[Stored data entries]
☆ ☆ ☆ ☆

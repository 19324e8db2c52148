//! Integration tests for evalpipe.
//!
//! These tests run a real server on a real endpoint and talk to it through
//! the public client.

use bytes::Bytes;
use evalpipe::client::{query, ClientError, ClientOptions, PipeClient};
use evalpipe::evaluator::ArithmeticEvaluator;
use evalpipe::protocol::{FrameCodec, FrameError};
use evalpipe::server::{Server, ServerConfig, ServerHandle};
use evalpipe::transport::{Duplex, EndpointState, Transport};
use std::sync::atomic::{AtomicU64, Ordering};
use std::sync::Arc;
use std::time::Duration;

fn channel_name(tag: &str) -> String {
    static COUNTER: AtomicU64 = AtomicU64::new(0);
    format!(
        "evalpipe-it-{}-{}-{}",
        tag,
        std::process::id(),
        COUNTER.fetch_add(1, Ordering::Relaxed)
    )
}

fn start_server(tag: &str) -> ServerHandle {
    let config = ServerConfig {
        instruction_timeout: Duration::from_secs(5),
        accept_backoff: Duration::from_millis(10),
        reopen_backoff: Duration::from_millis(10),
        ..ServerConfig::new(channel_name(tag))
    };
    Server::new(config, ArithmeticEvaluator::new()).spawn()
}

fn patient() -> ClientOptions {
    ClientOptions {
        connect_attempts: 50,
        ..ClientOptions::default()
    }
}

async fn connect(handle: &ServerHandle) -> PipeClient {
    let mut client = PipeClient::connect(handle.channel_name(), patient())
        .await
        .unwrap();
    client.handshake().await.unwrap();
    client
}

/// Polls `counter` until it reaches `expected` or two seconds pass.
async fn wait_for(counter: &AtomicU64, expected: u64) -> bool {
    for _ in 0..100 {
        if counter.load(Ordering::Relaxed) >= expected {
            return true;
        }
        tokio::time::sleep(Duration::from_millis(20)).await;
    }
    false
}

#[tokio::test]
async fn test_handshake_and_round_trips() {
    let handle = start_server("roundtrip");
    let mut client = connect(&handle).await;

    assert_eq!(client.request("x = 5; x * 2").await.unwrap(), "x = 510");
    assert_eq!(client.request("x * x - 1").await.unwrap(), "24");
    assert_eq!(client.request("(x + 1) % 4").await.unwrap(), "2");

    drop(client);
    handle.shutdown().await.unwrap();
}

#[tokio::test]
async fn test_failure_truncates_response() {
    let handle = start_server("failure");
    let mut client = connect(&handle).await;

    assert_eq!(
        client.request("a = 1; 1 / 0; a = 2").await.unwrap(),
        "a = 1division by zero"
    );
    assert_eq!(client.request("a").await.unwrap(), "1");
    assert_eq!(
        client.request("missing + 1").await.unwrap(),
        "cannot find symbol: missing"
    );

    drop(client);
    handle.shutdown().await.unwrap();
}

#[tokio::test]
async fn test_empty_response_is_still_framed() {
    let handle = start_server("empty");
    let mut client = connect(&handle).await;

    assert_eq!(client.request("").await.unwrap(), "");
    assert_eq!(client.request(" ; ").await.unwrap(), "");
    assert_eq!(client.request("1 + 1").await.unwrap(), "2");

    drop(client);
    handle.shutdown().await.unwrap();
}

#[tokio::test]
async fn test_pipelined_instructions() {
    let handle = start_server("pipelined");
    let mut client = connect(&handle).await;

    client.send_raw(b"n = 2<END>n * 3<END>n * 4<END>").await.unwrap();
    assert_eq!(&client.read_frame().await.unwrap()[..], b"n = 2");
    assert_eq!(&client.read_frame().await.unwrap()[..], b"6");
    assert_eq!(&client.read_frame().await.unwrap()[..], b"8");

    drop(client);
    handle.shutdown().await.unwrap();
}

#[tokio::test]
async fn test_single_session_at_a_time() {
    let handle = start_server("single");
    let name = handle.channel_name().to_string();

    let mut first = connect(&handle).await;
    assert_eq!(first.request("shared = 7").await.unwrap(), "shared = 7");

    let second = tokio::spawn(async move {
        let mut client = PipeClient::connect(&name, patient()).await?;
        client.handshake().await?;
        client.request("shared * 6").await
    });

    // No acknowledgment while the first session is active
    tokio::time::sleep(Duration::from_millis(300)).await;
    assert!(!second.is_finished());
    assert_eq!(first.request("shared + 1").await.unwrap(), "8");

    drop(first);
    let response = tokio::time::timeout(Duration::from_secs(5), second)
        .await
        .unwrap()
        .unwrap()
        .unwrap();
    assert_eq!(response, "42");

    assert_eq!(
        handle.stats().sessions_accepted.load(Ordering::Relaxed),
        2
    );
    handle.shutdown().await.unwrap();
}

#[tokio::test]
async fn test_recovery_after_mid_session_drop() {
    let handle = start_server("recovery");

    let mut first = connect(&handle).await;
    first.send_raw(b"lost = 1<END>partial instr").await.unwrap();
    drop(first);

    let mut second = connect(&handle).await;
    assert_eq!(second.request("lost").await.unwrap(), "1");
    assert!(handle.stats().endpoint_recreations.load(Ordering::Relaxed) >= 1);

    drop(second);
    handle.shutdown().await.unwrap();
}

#[tokio::test]
async fn test_handshake_failure_drops_caller() {
    let handle = start_server("badshake");

    let mut intruder = PipeClient::connect(handle.channel_name(), patient())
        .await
        .unwrap();
    intruder
        .send_raw(b"HELLO<END>HI<END>HEY<END>READY<END>")
        .await
        .unwrap();
    assert!(matches!(
        intruder.read_frame().await,
        Err(ClientError::Disconnected) | Err(ClientError::Io(_))
    ));
    assert!(wait_for(&handle.stats().handshakes_failed, 1).await);

    // The endpoint is back for well-behaved callers
    let mut client = connect(&handle).await;
    assert_eq!(client.request("2 * 21").await.unwrap(), "42");

    drop(client);
    handle.shutdown().await.unwrap();
}

#[tokio::test]
async fn test_handshake_accepted_after_bad_frames() {
    let handle = start_server("retryshake");

    let mut client = PipeClient::connect(handle.channel_name(), patient())
        .await
        .unwrap();
    client.send_raw(b"HELLO<END>HI<END>READY<END>").await.unwrap();
    assert_eq!(&client.read_frame().await.unwrap()[..], b"GO_AHEAD");
    assert_eq!(client.request("3 - 5").await.unwrap(), "-2");

    drop(client);
    handle.shutdown().await.unwrap();
}

#[tokio::test]
async fn test_unframed_ready() {
    let handle = start_server("legacy");

    let mut client = PipeClient::connect(handle.channel_name(), patient())
        .await
        .unwrap();
    client.send_raw(b"READY").await.unwrap();
    assert_eq!(&client.read_frame().await.unwrap()[..], b"GO_AHEAD");

    drop(client);
    handle.shutdown().await.unwrap();
}

#[tokio::test]
async fn test_one_shot_query() {
    let handle = start_server("query");

    let response = query(handle.channel_name(), "q = 3; q * q").await.unwrap();
    assert_eq!(response, "q = 39");

    handle.shutdown().await.unwrap();
}

#[tokio::test]
async fn test_decode_timed_leaves_transport_usable() {
    let transport = Arc::new(Transport::new(channel_name("timed"), 4096));
    transport.open().await.unwrap();

    let server = Arc::clone(&transport);
    let accept = tokio::spawn(async move { server.accept().await });
    let mut client = PipeClient::connect(transport.name(), patient())
        .await
        .unwrap();
    accept.await.unwrap().unwrap();

    client.send_raw(b"no sentinel yet").await.unwrap();

    let mut codec = FrameCodec::new();
    let started = tokio::time::Instant::now();
    let result = codec
        .decode_timed(&*transport, Duration::from_millis(200))
        .await;
    assert!(matches!(result, Err(FrameError::TimedOut)));
    assert!(started.elapsed() >= Duration::from_millis(200));
    assert_eq!(transport.state().await, EndpointState::Connected);

    client.send_raw(b"<END>").await.unwrap();
    let frame = codec
        .decode_timed(&*transport, Duration::from_secs(2))
        .await
        .unwrap();
    assert_eq!(frame, Bytes::from("no sentinel yet"));

    transport.write(b"ack<END>").await.unwrap();
    assert_eq!(&client.read_frame().await.unwrap()[..], b"ack");

    transport.close().await;
}
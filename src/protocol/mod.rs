//! Wire Protocol
//!
//! This module holds everything that defines what travels over the pipe,
//! independent of how the pipe is opened or who is on the other end.
//!
//! ## Overview
//!
//! ```text
//! Client                                   Server
//!   │  READY<END>                            │
//!   │ ─────────────────────────────────────> │  handshake
//!   │                          GO_AHEAD<END> │
//!   │ <───────────────────────────────────── │
//!   │  x = 5; x * 2<END>                     │
//!   │ ─────────────────────────────────────> │  instruction
//!   │                           x = 510<END> │
//!   │ <───────────────────────────────────── │  aggregated response
//! ```
//!
//! ## Modules
//!
//! - `frame`: Sentinel framing over a raw byte stream
//! - `outcome`: Per-statement outcomes and the response aggregation

pub mod frame;
pub mod outcome;

// Re-export commonly used types for convenience
pub use frame::{encode, FrameCodec, FrameError, SENTINEL};
pub use outcome::{aggregate, EvaluationOutcome};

☆ ☆ ☆ ☆

[Requirement]: Your answer must be every line from the entries that contains the string "first", copied as it stands.

[Result of the task]:
    let mut first = connect(&handle).await;
    assert_eq!(first.request("shared = 7").await.unwrap(), "shared = 7");
    // No acknowledgment while the first session is active
    assert_eq!(first.request("shared + 1").await.unwrap(), "8");
    drop(first);
    let mut first = connect(&handle).await;
    first.send_raw(b"lost = 1<END>partial instr").await.unwrap();
    drop(first);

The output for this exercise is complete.